Every line from the one with "pub async fn connect_with(config: Config)" to the one with "its active recipients.", including those two, is to be copied exactly; all other lines of the entries below are left out.

BEGIN Data supplied

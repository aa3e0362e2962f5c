use actix_web::{
    post,
    web::{self, Data, Json, Path},
    HttpResponse, Scope,
};
use serde::{Deserialize, Serialize};

use crate::{channel::Channel, error::Error, service::Service};

#[derive(Debug, Serialize, Deserialize)]
pub struct SubmitRequest {
    pub body: String,
    /// Operator that is sending the alert
    pub triggered_by: String,
}

#[post("/{channel}")]
pub async fn submit(
    service: Data<Service>,
    channel: Path<Channel>,
    data: Json<SubmitRequest>,
) -> Result<HttpResponse, Error> {
    let SubmitRequest { body, triggered_by } = data.into_inner();

    let message = service
        .submit(channel.into_inner(), body, triggered_by)
        .await?;

    Ok(HttpResponse::Created().json(message))
}

pub fn service() -> Scope {
    web::scope("/broadcast").service(submit)
}
#[tokio::main]
async fn main() -> eyre::Result<()> {
    floodcast::run().start().await
}
use actix_web::{http::StatusCode, HttpResponse};
use serde::Serialize;
use snafu::Snafu;

#[derive(Debug, Snafu)]
pub enum Error {
    #[snafu(display("Resource not found: {resource}"))]
    NotFound { resource: String },

    #[snafu(display("Method not allowed"))]
    MethodNotAllowed,

    #[snafu(display("{source}"))]
    Sqlx {
        #[snafu(source)]
        source: sqlx::Error,
    },

    #[snafu(display("Error running migrations"))]
    Migration {
        #[snafu(source)]
        source: sqlx::migrate::MigrateError,
    },

    #[snafu(display("{message}"))]
    Unavailable { message: String },

    #[snafu(display("Invalid parameter: {message}"))]
    InvalidParameter { message: String },

    #[snafu(display("{message}"))]
    MissingParameter { message: String },
}

impl From<sqlx::Error> for Error {
    fn from(source: sqlx::Error) -> Self {
        Self::Sqlx { source }
    }
}

impl From<sqlx::migrate::MigrateError> for Error {
    fn from(source: sqlx::migrate::MigrateError) -> Self {
        Self::Migration { source }
    }
}

impl Error {
    pub fn not_found(resource: impl Into<String>) -> Self {
        Self::NotFound {
            resource: resource.into(),
        }
    }

    pub fn unavailable(message: impl Into<String>) -> Self {
        Self::Unavailable {
            message: message.into(),
        }
    }

    pub fn invalid_parameter(message: impl Into<String>) -> Self {
        Self::InvalidParameter {
            message: message.into(),
        }
    }

    pub fn missing_parameter(message: impl Into<String>) -> Self {
        Self::MissingParameter {
            message: message.into(),
        }
    }

    /// True for failures of the backing store rather than of the request.
    pub fn is_store_error(&self) -> bool {
        matches!(
            self,
            Self::Sqlx { .. } | Self::Migration { .. } | Self::Unavailable { .. }
        )
    }
}

#[derive(Serialize)]
struct ErrorBody {
    error: String,
}

impl actix_web::ResponseError for Error {
    fn status_code(&self) -> StatusCode {
        match self {
            Self::NotFound { .. } => StatusCode::NOT_FOUND,
            Self::MethodNotAllowed => StatusCode::METHOD_NOT_ALLOWED,

            Self::MissingParameter { .. } | Self::InvalidParameter { .. } => {
                StatusCode::BAD_REQUEST
            }

            Self::Migration { .. } | Self::Sqlx { .. } | Self::Unavailable { .. } => {
                StatusCode::INTERNAL_SERVER_ERROR
            }
        }
    }

    fn error_response(&self) -> HttpResponse {
        HttpResponse::build(self.status_code()).json(ErrorBody {
            error: self.to_string(),
        })
    }
}
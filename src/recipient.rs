use serde::{Deserialize, Serialize};
use sqlx::FromRow;

use crate::channel::{Channel, ContactField};

/// An emergency contact.
///
/// Recipients are managed outside of the broadcast queue; the queue only reads the
/// active ones.
#[derive(Serialize, Deserialize, Debug, Clone)]
pub struct Recipient {
    pub id: i64,
    pub name: String,
    pub phone: Option<String>,
    pub email: Option<String>,
    pub is_active: bool,
}

impl Recipient {
    /// Contact address for `channel`, if the recipient has a usable one.
    pub fn contact(&self, channel: Channel) -> Option<&str> {
        let contact = match channel.contact_field() {
            ContactField::Phone => self.phone.as_deref(),
            ContactField::Email => self.email.as_deref(),
        };

        contact.filter(|c| !c.trim().is_empty())
    }
}

/// Projection of an active recipient for one channel.
#[derive(Serialize, Deserialize, FromRow, Debug, Clone, PartialEq)]
pub struct RecipientContact {
    pub contact: String,
    pub name: String,
}
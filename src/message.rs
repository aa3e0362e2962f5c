//! Queued alert messages and their delivery status.
//!
//! # Message Lifecycle
//!
//! 1. Messages are created in `Pending` status by an operator submission
//! 2. After the device has transmitted a message it acknowledges it, moving it to `Sent`
//! 3. `Failed` is reserved for messages that are given up on
//!
//! Only `Pending` messages are offered to a polling device. A message that has left
//! `Pending` is never offered again.

use chrono::{DateTime, Utc};
use serde::{Deserialize, Serialize};
use sqlx::prelude::FromRow;

/// Delivery status of a queued message.
///
/// `Pending` -> `Sent`   (acknowledged by the device)
/// `Pending` -> `Failed` (given up on)
#[derive(Serialize, Deserialize, Debug, Clone, Copy, PartialEq, Eq, sqlx::Type)]
#[sqlx(type_name = "text", rename_all = "lowercase")]
#[serde(rename_all = "lowercase")]
pub enum MessageStatus {
    /// Waiting to be picked up by the device
    Pending,
    /// Transmitted and acknowledged by the device
    Sent,
    /// Will not be delivered
    Failed,
}

/// A row of a channel's queue table.
#[derive(Serialize, Deserialize, FromRow, Debug, Clone, PartialEq)]
pub struct QueuedMessage {
    /// Store-assigned identifier, unique within the channel
    pub id: i64,
    /// Alert text, immutable after creation
    pub body: String,
    pub status: MessageStatus,
    /// Operator that submitted the message
    pub triggered_by: Option<String>,
    pub created_at: DateTime<Utc>,
    /// Set the first time the message is acknowledged
    pub sent_at: Option<DateTime<Utc>>,
}

impl QueuedMessage {
    pub fn is_pending(&self) -> bool {
        self.status == MessageStatus::Pending
    }
}

/// The part of a message a polling device receives.
#[derive(Serialize, Deserialize, Debug, Clone, PartialEq)]
pub struct PendingMessage {
    pub id: i64,
    pub body: String,
    pub created_at: DateTime<Utc>,
}

impl From<QueuedMessage> for PendingMessage {
    fn from(message: QueuedMessage) -> Self {
        Self {
            id: message.id,
            body: message.body,
            created_at: message.created_at,
        }
    }
}
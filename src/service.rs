use std::sync::Arc;

use serde::{Deserialize, Serialize};
use tracing::{debug, error, info};

use crate::{
    channel::Channel,
    config::Config,
    error::Error,
    message::{MessageStatus, PendingMessage, QueuedMessage},
    store::{sqlite::SqliteStore, QueueStore, RecipientDirectory},
};

/// Upper bound on the number of rows a history request may ask for.
pub const MAX_HISTORY_LIMIT: u32 = 500;

/// What a polling device receives for one channel.
#[derive(Debug, Serialize, Deserialize, PartialEq)]
pub struct PollResponse {
    /// Pending messages, oldest first
    pub messages: Vec<PendingMessage>,
    /// Contact addresses of the active recipients
    pub recipients: Vec<String>,
}

/// The broadcast queue protocol, shared by every channel.
///
/// Holds no state of its own besides the store handles; all consistency comes from the
/// store's single-row atomicity.
pub struct Service {
    queue: Arc<dyn QueueStore>,
    recipients: Arc<dyn RecipientDirectory>,
    config: Config,
}

impl Service {
    pub fn new(
        queue: Arc<dyn QueueStore>,
        recipients: Arc<dyn RecipientDirectory>,
        config: Config,
    ) -> Self {
        Self {
            queue,
            recipients,
            config,
        }
    }

    /// Opens the SQLite store described by `config` and serves both the queue and the
    /// recipient directory from it.
    pub async fn connect_with(config: Config) -> eyre::Result<Self> {
        let store = Arc::new(SqliteStore::connect_with(&config).await?);

        Ok(Self::new(store.clone(), store, config))
    }

    pub fn config(&self) -> &Config {
        &self.config
    }

    /// Queues an operator message for `channel` in `pending` status.
    ///
    /// The body is trimmed; a blank body is rejected before the store is touched.
    /// Identical bodies are not deduplicated.
    #[tracing::instrument(skip(self, body, triggered_by))]
    pub async fn submit(
        &self,
        channel: Channel,
        body: impl AsRef<str>,
        triggered_by: impl Into<String>,
    ) -> Result<QueuedMessage, Error> {
        let body = body.as_ref().trim();
        if body.is_empty() {
            return Err(Error::invalid_parameter("message body must not be empty"));
        }

        let message = self
            .queue
            .insert_pending(channel, body.to_owned(), triggered_by.into())
            .await
            .inspect_err(|e| error!(error = %e, "Failed to queue message"))?;

        info!(id = message.id, "Queued message");

        Ok(message)
    }

    /// Returns all pending messages of `channel` and its active recipients.
    ///
    /// Nothing is leased: a message stays in every poll result until it is acknowledged.
    #[tracing::instrument(skip(self))]
    pub async fn poll(&self, channel: Channel) -> Result<PollResponse, Error> {
        debug!("Device polling for pending messages");

        let (messages, recipients) = tokio::try_join!(
            self.queue.select_pending(channel),
            self.recipients.select_active_recipients(channel),
        )
        .inspect_err(|e| error!(error = %e, "Failed to read pending messages"))?;

        info!(
            messages = messages.len(),
            recipients = recipients.len(),
            "Found pending messages"
        );

        Ok(PollResponse {
            messages: messages.into_iter().map(PendingMessage::from).collect(),
            recipients: recipients.into_iter().map(|r| r.contact).collect(),
        })
    }

    /// Marks message `id` of `channel` as sent.
    ///
    /// Acknowledging an already sent message is accepted and leaves it sent. An unknown
    /// ID is not an error; the returned list is simply empty.
    #[tracing::instrument(skip(self))]
    pub async fn acknowledge(&self, channel: Channel, id: i64) -> Result<Vec<QueuedMessage>, Error> {
        let updated = self
            .queue
            .update_status(channel, id, MessageStatus::Sent)
            .await
            .inspect_err(|e| error!(error = %e, "Failed to update message status"))?;

        if updated.is_empty() {
            debug!("Acknowledged message does not exist");
        } else {
            info!("Message marked as sent");
        }

        Ok(updated)
    }

    /// Recent messages of `channel`, newest first.
    ///
    /// `limit` defaults to the configured history limit and is capped at
    /// [`MAX_HISTORY_LIMIT`].
    #[tracing::instrument(skip(self))]
    pub async fn history(
        &self,
        channel: Channel,
        status: Option<MessageStatus>,
        limit: Option<u32>,
    ) -> Result<Vec<QueuedMessage>, Error> {
        let limit = limit
            .unwrap_or(self.config.history_limit)
            .min(MAX_HISTORY_LIMIT);

        self.queue.select_recent(channel, status, limit).await
    }
}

END Data supplied

Reply to the exercise —
    pub async fn connect_with(config: Config) -> eyre::Result<Self> {
        let store = Arc::new(SqliteStore::connect_with(&config).await?);

        Ok(Self::new(store.clone(), store, config))
    }

    pub fn config(&self) -> &Config {
        &self.config
    }

    /// Queues an operator message for `channel` in `pending` status.
    ///
    /// The body is trimmed; a blank body is rejected before the store is touched.
    /// Identical bodies are not deduplicated.
    #[tracing::instrument(skip(self, body, triggered_by))]
    pub async fn submit(
        &self,
        channel: Channel,
        body: impl AsRef<str>,
        triggered_by: impl Into<String>,
    ) -> Result<QueuedMessage, Error> {
        let body = body.as_ref().trim();
        if body.is_empty() {
            return Err(Error::invalid_parameter("message body must not be empty"));
        }

        let message = self
            .queue
            .insert_pending(channel, body.to_owned(), triggered_by.into())
            .await
            .inspect_err(|e| error!(error = %e, "Failed to queue message"))?;

        info!(id = message.id, "Queued message");

        Ok(message)
    }

    /// Returns all pending messages of `channel` and its active recipients.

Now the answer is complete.